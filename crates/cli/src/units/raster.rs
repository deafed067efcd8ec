use anyhow::{Context, Result};
use geomatica_algorithms::landcover::class_shares;
use geomatica_algorithms::synthetic::{synthetic_dem, SyntheticDemParams};
use geomatica_algorithms::terrain::{Aspect, AspectOutput, Hillshade, HillshadeParams, Slope, SlopeParams};
use geomatica_colormap::{
    auto_params, categorical_to_rgba, landcover_color, raster_to_rgba, ColorScheme, ColormapParams,
};
use geomatica_core::crs::{UtmZone, CRS};
use geomatica_core::io::{read_geotiff, write_geotiff, GeoTiffOptions, SampleType};
use geomatica_core::raster::reproject_nearest;
use geomatica_core::{Algorithm, Raster};
use std::path::Path;
use tracing::{debug, info};

use crate::{ensure_dir, section, spinner, write_png};

const COVERAGE_FILE: &str = "chile_coverage_2018s.tif";
const DEM_FILE: &str = "Copernicus_DSM_COG_10_S35_00_W072_00_DEM.tif";
const CLIPPED_FILE: &str = "raster_recortado.tif";

pub fn run(data_dir: &Path, output: &Path, seed: u64) -> Result<()> {
    ensure_dir(output)?;

    synthetic(output, seed)?;
    let coverage = land_cover(&data_dir.join(COVERAGE_FILE), output)?;
    clip(&coverage, output)?;
    terrain(&data_dir.join(DEM_FILE), output)
}

fn render<T: geomatica_core::RasterElement>(
    raster: &Raster<T>,
    params: &ColormapParams,
    path: &Path,
) -> Result<()> {
    write_png(raster.rows(), raster.cols(), raster_to_rgba(raster, params), path)
}

fn render_landcover(raster: &Raster<u8>, path: &Path) -> Result<()> {
    let rgba = categorical_to_rgba(raster, |v| landcover_color(u16::from(v)));
    write_png(raster.rows(), raster.cols(), rgba, path)
}

// ─── Synthetic DEM ──────────────────────────────────────────────────────

fn synthetic(output: &Path, seed: u64) -> Result<()> {
    section("A simple raster: synthetic elevation model");
    let params = SyntheticDemParams {
        seed,
        ..SyntheticDemParams::default()
    };
    let dem = synthetic_dem(&params).context("Failed to build synthetic DEM")?;

    println!("{}", dem.info());
    println!("{}", dem.statistics());
    render(
        &dem,
        &auto_params(&dem, ColorScheme::Terrain),
        &output.join("dem_sintetico.png"),
    )
}

// ─── Land cover ─────────────────────────────────────────────────────────

fn land_cover(path: &Path, output: &Path) -> Result<Raster<u8>> {
    section("Land cover of Chile (2018)");
    let pb = spinner("Reading land cover...")?;
    let coverage: Raster<u8> = read_geotiff(path)
        .with_context(|| format!("Failed to read land cover raster {}", path.display()))?;
    pb.finish_and_clear();

    println!("{}", coverage.info());
    let codes: Vec<String> = coverage.unique_values().iter().map(u8::to_string).collect();
    println!("Classes present: [{}]", codes.join(", "));

    println!();
    println!("{:>6}  {:<36} {:>10} {:>8}", "Code", "Class", "Cells", "%");
    for share in class_shares(&coverage) {
        println!(
            "{:>6}  {:<36} {:>10} {:>7.2}%",
            share.code, share.name, share.count, share.percent
        );
    }

    render_landcover(&coverage, &output.join("cobertura.png"))?;
    Ok(coverage)
}

fn clip(coverage: &Raster<u8>, output: &Path) -> Result<()> {
    section("Clipping to the central area");
    let bbox = coverage.bounds().fraction(0.25, 0.75);
    debug!("Clip box: {}", bbox);
    let clipped = coverage.clip_box(&bbox).context("Failed to clip land cover")?;

    println!("{}", clipped.info());
    println!();
    println!("Raster statistics:");
    println!("{}", clipped.statistics());

    let path = output.join(CLIPPED_FILE);
    write_geotiff(
        &clipped,
        &path,
        Some(GeoTiffOptions::with_sample_type(SampleType::U8)),
    )
    .with_context(|| format!("Failed to write {}", path.display()))?;
    println!("Raster saved to: {}", path.display());

    render_landcover(&clipped, &output.join("raster_recortado.png"))
}

// ─── Terrain ────────────────────────────────────────────────────────────

fn terrain(path: &Path, output: &Path) -> Result<()> {
    section("Terrain analysis");
    let pb = spinner("Reading DEM...")?;
    let dem: Raster<f64> = read_geotiff(path)
        .with_context(|| format!("Failed to read DEM {}", path.display()))?;
    pb.finish_and_clear();
    println!("{}", dem.info());

    render(
        &dem,
        &auto_params(&dem, ColorScheme::Terrain),
        &output.join("dem.png"),
    )?;

    // Derivatives need a metric grid
    let dem = match dem.crs() {
        Some(crs) if crs.is_geographic() => {
            let (lon, lat) = dem.bounds().center();
            let utm = CRS::from_epsg(UtmZone::for_lon_lat(lon, lat).epsg());
            info!("Reprojecting DEM to {}", utm);
            let pb = spinner("Reprojecting DEM...")?;
            let projected = reproject_nearest(&dem, &utm, None).context("Failed to reproject DEM")?;
            pb.finish_and_clear();
            projected
        }
        _ => dem,
    };
    println!("Cell size: {:.2} m", dem.cell_size());

    let pb = spinner("Computing slope, aspect and hillshade...")?;
    let slope_deg = derive(&Slope, &dem, SlopeParams::default())?;
    let aspect_deg = derive(&Aspect, &dem, AspectOutput::Degrees)?;
    let shade = derive(&Hillshade, &dem, HillshadeParams::default())?;
    pb.finish_and_clear();

    println!();
    println!("Slope (degrees):");
    println!("{}", slope_deg.statistics());

    render(
        &slope_deg,
        &auto_params(&slope_deg, ColorScheme::YlOrRd),
        &output.join("pendiente.png"),
    )?;
    render(
        &aspect_deg,
        &ColormapParams::with_range(ColorScheme::Twilight, 0.0, 360.0),
        &output.join("orientacion.png"),
    )?;
    render(
        &shade,
        &ColormapParams::new(ColorScheme::Grayscale),
        &output.join("sombreado.png"),
    )?;

    let blended = shaded_relief(&dem, &shade);
    write_png(dem.rows(), dem.cols(), blended, &output.join("dem_sombreado.png"))
}

fn derive<A>(algorithm: &A, dem: &Raster<f64>, params: A::Params) -> Result<Raster<f64>>
where
    A: Algorithm<Input = Raster<f64>, Output = Raster<f64>, Error = geomatica_core::Error>,
{
    debug!("{}: {}", algorithm.name(), algorithm.description());
    algorithm
        .execute(dem.clone(), params)
        .with_context(|| format!("{} failed", algorithm.name()))
}

/// Terrain colors darkened by the hillshade: 60% color, 40% shade
fn shaded_relief(dem: &Raster<f64>, shade: &Raster<f64>) -> Vec<u8> {
    let mut rgba = raster_to_rgba(dem, &auto_params(dem, ColorScheme::Terrain));
    for (px, s) in rgba.chunks_exact_mut(4).zip(shade.data().iter()) {
        let s = if s.is_finite() { *s } else { 1.0 };
        let factor = 0.6 + 0.4 * s;
        for c in &mut px[..3] {
            *c = (f64::from(*c) * factor).round().clamp(0.0, 255.0) as u8;
        }
    }
    rgba
}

================

ASSIGNMENT
Leave out every line above except those from the line with "to read DEM" up to and including the line with "let dem = match", and copy those exactly.

SOLVED EXERCISE
        .with_context(|| format!("Failed to read DEM {}", path.display()))?;
    pb.finish_and_clear();
    println!("{}", dem.info());

    render(
        &dem,
        &auto_params(&dem, ColorScheme::Terrain),
        &output.join("dem.png"),
    )?;

    // Derivatives need a metric grid
    let dem = match dem.crs() {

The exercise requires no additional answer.